This is the third and final article in a series about group commit in MySQL. The first article discussed the background: group commit in MySQL does not work when the binary log is enabled. The second article explained the part of the InnoDB code that is responsible for the problem.
So how do we fix group commit in MySQL? As we saw in the second article of this series, we can just eliminate the
prepare_commit_mutex from InnoDB, extend the binary logging to do group commit by itself, and that would solve the problem.
However, we might be able to do even better. As explained in the first article, with binary logging enabled we need XA to ensure consistency after a crash, and that requires to do three fsyncs for a commit. Even if each of those can be shared with other transactions using group commit, it is still expensive. During a discussion on the maria-developers@ mailing list, an idea came up for how to do this with only a single (shared)
fsync() for a commit.
The basic idea is to only do
fsync() for the binary log, not for the engine, corresponding to running with
innodb_flush_log_at_trx_commit set to 2 or even 0.
If we do this, we can end up in the following situation: some transaction A is written into the binary log, and
fsync() makes sure that is stored durably on disk. Then transaction A is committed in InnoDB. And before the operating system and hardware gets around to store the InnoDB part of A durably on disk, we get a crash.
Now on crash recovery, we will have A in the binary log, but in the engine A may be lost, causing an inconsistency. But this inconsistency can be resolved simply by re-playing the transaction A against InnoDB, using the data for A stored in the binary log. Just like it would normally be applied on a replication slave. After re-playing the transaction, we will again be in a consistent state.
In order to do this, we need two things:
- For each transaction, we need to store in the InnoDB engine information about which is the corresponding position in the binary log, so that at crash recovery we will know from which position in the binary log to start re-playing transactions from.
- We also need to ensure that the order of commits in the binary log and in InnoDB is the same! Otherwise, after a crash we could find ourselves in the situation that the binary log has transaction A followed by transaction B, while the InnoDB storage engine contains only transaction B committed, not transaction A. This would leave us with no reliable place in the binary log to start re-playing transactions from.
Now, for ensuring same commit order, we do not want to re-introduce the (by now) infamous
prepare_commit_mutex, as that would make it impossible to have group commit for the binary log. Instead we should use another way to ensure such order. There are several ways to do this. Mark Callaghan explained one such way to do this at the MySQL conference, described further in this article.
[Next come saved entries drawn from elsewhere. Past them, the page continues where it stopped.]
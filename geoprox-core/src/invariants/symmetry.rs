//! Distance symmetry invariant.
//!
//! Every directed edge must have a reverse edge carrying the bit-identical
//! distance. A missing reverse edge is left to the completeness check.
use tracing::{Level, debug, trace};

use super::{EvaluationMode, GraphInvariantViolation};
use crate::graph::GeoGraph;

pub(super) fn check_symmetry(
    graph: &GeoGraph,
    mode: &mut EvaluationMode<'_>,
) -> Result<(), GraphInvariantViolation> {
    if tracing::enabled!(Level::TRACE) {
        trace!(edges = graph.edge_count(), "checking distance symmetry");
    }
    for (origin, entry) in &graph.entries {
        for edge in entry.adjacency.edges() {
            let Some(reverse) = graph.entries.get(edge.dest()).and_then(|target| {
                target
                    .adjacency
                    .edges()
                    .iter()
                    .find(|candidate| candidate.dest() == origin)
            }) else {
                continue;
            };
            let forward = edge.distance().value();
            let backward = reverse.distance().value();
            if forward.to_bits() != backward.to_bits() {
                debug!(origin = %origin, target = %edge.dest(), forward, backward, "asymmetric edge");
                mode.record(GraphInvariantViolation::AsymmetricDistance {
                    origin: origin.clone(),
                    target: edge.dest().clone(),
                    forward,
                    reverse: backward,
                })?;
            }
        }
    }
    Ok(())
}
//! Benchmark support crate for geoprox.
//!
//! Generates reproducible synthetic node sets and parameter labels used by the
//! Criterion benchmarks for insertion, neighbour queries, and fetch-cycle
//! churn.

pub mod error;
pub mod nodes;
pub mod params;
The basic idea is that when writing transactions into the binary log, we remember their ordering. We can do this by putting the transactions into a queue, by assigning them a global transaction id in monotonic sequence, or by assigning them some kind of ticket as Mark suggests. Then inside
innobase_commit(), transactions can coordinate with each other to make sure they go into the engine in the order dictated by the queue, global transaction id, or ticket.
I think I have a working idea for how to extend the storage engine API to be able to do this in a clean way for any transactional engine. We can Introduce an optional handler call
commit_fast() that is guaranteed to be called in the same order as transactions are written to the binary log, prior to the normal commit handler call. Basically it would be called under a binary log mutex. The idea is that
commit_fast() will contain the “fast” part of
innobase_commit(), as explained in the previous article. Then in
commit_fast(), the engine can do the assignment of a ticket or insertion into a queue, as needed.
I think possibly for symmetry we would want to also add a similar
xa_prepare_fast() handler call that would be invoked after the normal
xa_prepare() and similarly be guaranteed to be in the same order as binary log commit, though I need to consider this a bit more to fully make up my mind.
I believe such an addition to the storage engine API would allow to implement in a clean way for all engines the method of re-playing the binary log at crash recovery to avoid more than a single
fsync() at commit.
So this concludes the series. Using these ideas, I hope we will soon see patches for MySQL and MariaDB that greatly enhances the performance for durable and crash-safe commits, so that we can finally declare Peter’s original Bug#13669 for fixed!